Comment Lets face it. We can't stop spying. (Score 1) 749

The solution is to make all federal government source information available online. No secrets. All phone records, webcams, mics, the lot. If my taxes paid for data collection, then I want access to it.

My reasoning is that anybody (in the right place, with the right equipment) could intercept cell phone conversations. Even fixed wirelines could be intercepted by inductance methods. Webcams could be placed and focussed on public spaces all over, and the output uploaded to a website. Just like London. Anybody with people recognition software could then download those files and know where anybody is, now, last week, last year.
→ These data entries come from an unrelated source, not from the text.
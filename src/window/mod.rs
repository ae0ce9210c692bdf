//! Window focus requests.
//!
//! When a work phase ends the widget asks to be brought to the front. The
//! headless build rings the terminal bell instead.

use std::io::Write;
use std::sync::atomic::{AtomicUsize, Ordering};

use tracing::debug;

/// Trait for raising the widget above other windows.
pub trait WindowController {
    fn bring_to_front(&self);
}

/// Window controller for terminals: rings the bell and prints a banner.
#[derive(Debug, Default)]
pub struct TerminalBell;

impl TerminalBell {
    pub fn new() -> Self {
        Self
    }
}

impl WindowController for TerminalBell {
    fn bring_to_front(&self) {
        let mut stdout = std::io::stdout().lock();
        if let Err(e) = writeln!(stdout, "\x07*** time for a break ***").and_then(|()| stdout.flush()) {
            debug!(error = %e, "Could not write to terminal");
        }
    }
}

/// Mock window controller for testing.
#[derive(Debug, Default)]
pub struct MockWindowController {
    raised: AtomicUsize,
}

impl MockWindowController {
    #[must_use]
    pub fn new() -> Self {
        Self::default()
    }

    #[must_use]
    pub fn raise_count(&self) -> usize {
        self.raised.load(Ordering::SeqCst)
    }
}

impl WindowController for MockWindowController {
    fn bring_to_front(&self) {
        self.raised.fetch_add(1, Ordering::SeqCst);
    }
}
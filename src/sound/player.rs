//! Alert player implementation using rodio.
//!
//! This module provides the `RodioAlertPlayer` which plays the listed alert
//! sounds through the rodio v0.20 audio library, falling back to a short
//! synthesized beep when a file cannot be played.

use std::fs::File;
use std::io::BufReader;
use std::sync::atomic::{AtomicBool, Ordering};
use std::time::Duration;

use rodio::source::{SineWave, Source};
use rodio::{Decoder, OutputStream, OutputStreamHandle, Sink};
use tracing::{debug, warn};

use super::error::SoundError;
use super::source::{SoundLibrary, SoundSource};
use super::AlertPlayer;

/// Pitch of the fallback beep in Hz.
const BEEP_FREQUENCY: f32 = 880.0;

/// Length of the fallback beep.
const BEEP_DURATION: Duration = Duration::from_millis(400);

/// An alert player that uses rodio for audio playback.
///
/// Playback is non-blocking; sounds continue playing in the background.
pub struct RodioAlertPlayer {
    /// The audio output stream (must be kept alive for playback).
    _stream: OutputStream,
    /// Handle to the output stream for creating sinks.
    stream_handle: OutputStreamHandle,
    library: SoundLibrary,
    disabled: AtomicBool,
}

impl RodioAlertPlayer {
    /// Creates a new player over the given sound listing.
    ///
    /// # Errors
    ///
    /// Returns `SoundError::DeviceNotAvailable` if no audio output device
    /// is available.
    pub fn new(library: SoundLibrary, disabled: bool) -> Result<Self, SoundError> {
        let (stream, stream_handle) = OutputStream::try_default()
            .map_err(|e| SoundError::DeviceNotAvailable(e.to_string()))?;

        debug!(sounds = library.len(), "Audio output stream initialized");

        Ok(Self {
            _stream: stream,
            stream_handle,
            library,
            disabled: AtomicBool::new(disabled),
        })
    }

    /// Plays the sound at `index`, or the beep if that sound is unusable.
    pub fn play(&self, index: usize) -> Result<(), SoundError> {
        if self.disabled.load(Ordering::Relaxed) {
            debug!("Sound playback disabled, skipping");
            return Ok(());
        }

        let result = self
            .library
            .get(index)
            .and_then(|source| self.play_file(source));

        match result {
            Err(e) if e.should_fallback_to_beep() => {
                warn!(index, error = %e, "Alert sound unusable, falling back to beep");
                self.play_beep()
            }
            other => other,
        }
    }

    fn play_file(&self, source: &SoundSource) -> Result<(), SoundError> {
        debug!(sound = source.name(), "Playing alert sound");
        let path = source.path();
        let file = File::open(path)
            .map_err(|e| SoundError::FileNotFound(format!("{}: {}", path.display(), e)))?;
        let decoder =
            Decoder::new(BufReader::new(file)).map_err(|e| SoundError::DecodeError(e.to_string()))?;

        let sink = self.sink()?;
        sink.append(decoder);
        sink.detach();
        Ok(())
    }

    fn play_beep(&self) -> Result<(), SoundError> {
        let beep = SineWave::new(BEEP_FREQUENCY)
            .take_duration(BEEP_DURATION)
            .amplify(0.2);

        let sink = self.sink()?;
        sink.append(beep);
        sink.detach();
        Ok(())
    }

    fn sink(&self) -> Result<Sink, SoundError> {
        Sink::try_new(&self.stream_handle).map_err(|e| SoundError::StreamError(e.to_string()))
    }

    #[must_use]
    pub fn is_disabled(&self) -> bool {
        self.disabled.load(Ordering::Relaxed)
    }

    pub fn enable(&self) {
        self.disabled.store(false, Ordering::Relaxed);
    }

    pub fn disable(&self) {
        self.disabled.store(true, Ordering::Relaxed);
    }
}

impl AlertPlayer for RodioAlertPlayer {
    fn play_alert(&self, sound_index: usize) -> Result<(), SoundError> {
        self.play(sound_index)
    }
}

impl std::fmt::Debug for RodioAlertPlayer {
    fn fmt(&self, f: &mut std::fmt::Formatter<'_>) -> std::fmt::Result {
        f.debug_struct("RodioAlertPlayer")
            .field("sounds", &self.library.len())
            .field("disabled", &self.disabled.load(Ordering::Relaxed))
            .finish_non_exhaustive()
    }
}

#[cfg(test)]
mod tests {
    use super::*;

    // These tests may run without audio hardware (e.g., CI containers);
    // they return early when no output device can be opened.

    #[test]
    fn test_disabled_player_skips_playback() {
        let player = match RodioAlertPlayer::new(SoundLibrary::default(), true) {
            Ok(p) => p,
            Err(_) => return,
        };

        assert!(player.is_disabled());
        assert!(player.play(0).is_ok());
    }

    #[test]
    fn test_enable_disable() {
        let player = match RodioAlertPlayer::new(SoundLibrary::default(), true) {
            Ok(p) => p,
            Err(_) => return,
        };

        player.enable();
        assert!(!player.is_disabled());
        player.disable();
        assert!(player.is_disabled());
    }

    #[test]
    fn test_missing_file_falls_back_to_beep() {
        let library =
            SoundLibrary::from_sources(vec![SoundSource::new("gone", "/nonexistent/gone.wav")]);
        let player = match RodioAlertPlayer::new(library, false) {
            Ok(p) => p,
            Err(_) => return,
        };

        assert!(player.play(0).is_ok());
        assert!(player.play(9).is_ok());
    }

    #[test]
    fn test_debug_impl() {
        let player = match RodioAlertPlayer::new(SoundLibrary::default(), true) {
            Ok(p) => p,
            Err(_) => return,
        };

        assert!(format!("{player:?}").contains("RodioAlertPlayer"));
    }
}
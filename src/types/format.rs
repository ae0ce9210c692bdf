//! Text conversions used by the renderer and the settings form.

use std::time::Duration;

/// Formats a duration as `HH:MM:SS`, dropping sub-second precision.
///
/// Hours are not wrapped at 24.
pub fn format_duration(duration: Duration) -> String {
    let total = duration.as_secs();
    let hours = total / 3600;
    let minutes = (total % 3600) / 60;
    let seconds = total % 60;
    format!("{hours:02}:{minutes:02}:{seconds:02}")
}

/// Parses the leading integer of a form value.
///
/// Leading whitespace and a single sign are accepted and parsing stops at the
/// first non-digit, so `"12abc"` yields 12. Text without a leading number and
/// negative numbers both yield 0, which callers treat as invalid input.
pub fn parse_positive_int(text: &str) -> u64 {
    let trimmed = text.trim_start();
    let (negative, rest) = match trimmed.as_bytes().first() {
        Some(b'-') => (true, &trimmed[1..]),
        Some(b'+') => (false, &trimmed[1..]),
        _ => (false, trimmed),
    };

    let digit_count = rest.bytes().take_while(u8::is_ascii_digit).count();
    if negative || digit_count == 0 {
        return 0;
    }

    rest.bytes().take(digit_count).fold(0u64, |acc, b| {
        acc.saturating_mul(10).saturating_add(u64::from(b - b'0'))
    })
}

#[cfg(test)]
mod tests {
    use super::*;

    mod format_duration_tests {
        use super::*;

        #[test]
        fn test_zero() {
            assert_eq!(format_duration(Duration::ZERO), "00:00:00");
        }

        #[test]
        fn test_leading_zeros() {
            assert_eq!(format_duration(Duration::from_secs(65)), "00:01:05");
            assert_eq!(format_duration(Duration::from_secs(1500)), "00:25:00");
        }

        #[test]
        fn test_hours_are_not_wrapped() {
            assert_eq!(format_duration(Duration::from_secs(3600)), "01:00:00");
            assert_eq!(
                format_duration(Duration::from_secs(100 * 3600 + 59)),
                "100:00:59"
            );
        }

        #[test]
        fn test_truncates_millis() {
            assert_eq!(format_duration(Duration::from_millis(2999)), "00:00:02");
        }
    }

    mod parse_positive_int_tests {
        use super::*;

        #[test]
        fn test_plain_numbers() {
            assert_eq!(parse_positive_int("25"), 25);
            assert_eq!(parse_positive_int("  300"), 300);
            assert_eq!(parse_positive_int("+7"), 7);
        }

        #[test]
        fn test_stops_at_first_non_digit() {
            assert_eq!(parse_positive_int("12abc"), 12);
            assert_eq!(parse_positive_int("3.9"), 3);
        }

        #[test]
        fn test_garbage_is_zero() {
            assert_eq!(parse_positive_int(""), 0);
            assert_eq!(parse_positive_int("abc"), 0);
            assert_eq!(parse_positive_int("-"), 0);
        }

        #[test]
        fn test_negative_is_zero() {
            assert_eq!(parse_positive_int("-5"), 0);
            assert_eq!(parse_positive_int("-0"), 0);
        }

        #[test]
        fn test_overflow_saturates() {
            assert_eq!(parse_positive_int("99999999999999999999999"), u64::MAX);
        }
    }
}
At the moment, the more money you have, the more information you can buy.

All requiring no trespass, and probably quite legal. At the moment, you just need lots of $$$.

I am not particularly worried if anybody knows where I am or was, or what I said. I suppose cheating spouses might worry. And people engaged in criminal enterprise. Those who are concerned about communications privacy will just have to work harder at encryption and adjust their lives.

And that charge against Snowden that he has alerted terrorists to "spying methods". Oh Please. Even years ago, Bin Laden just didn't use phones. I really cannot imagine any terrorist who was idiot enough to trust a telephone to have got past year 6.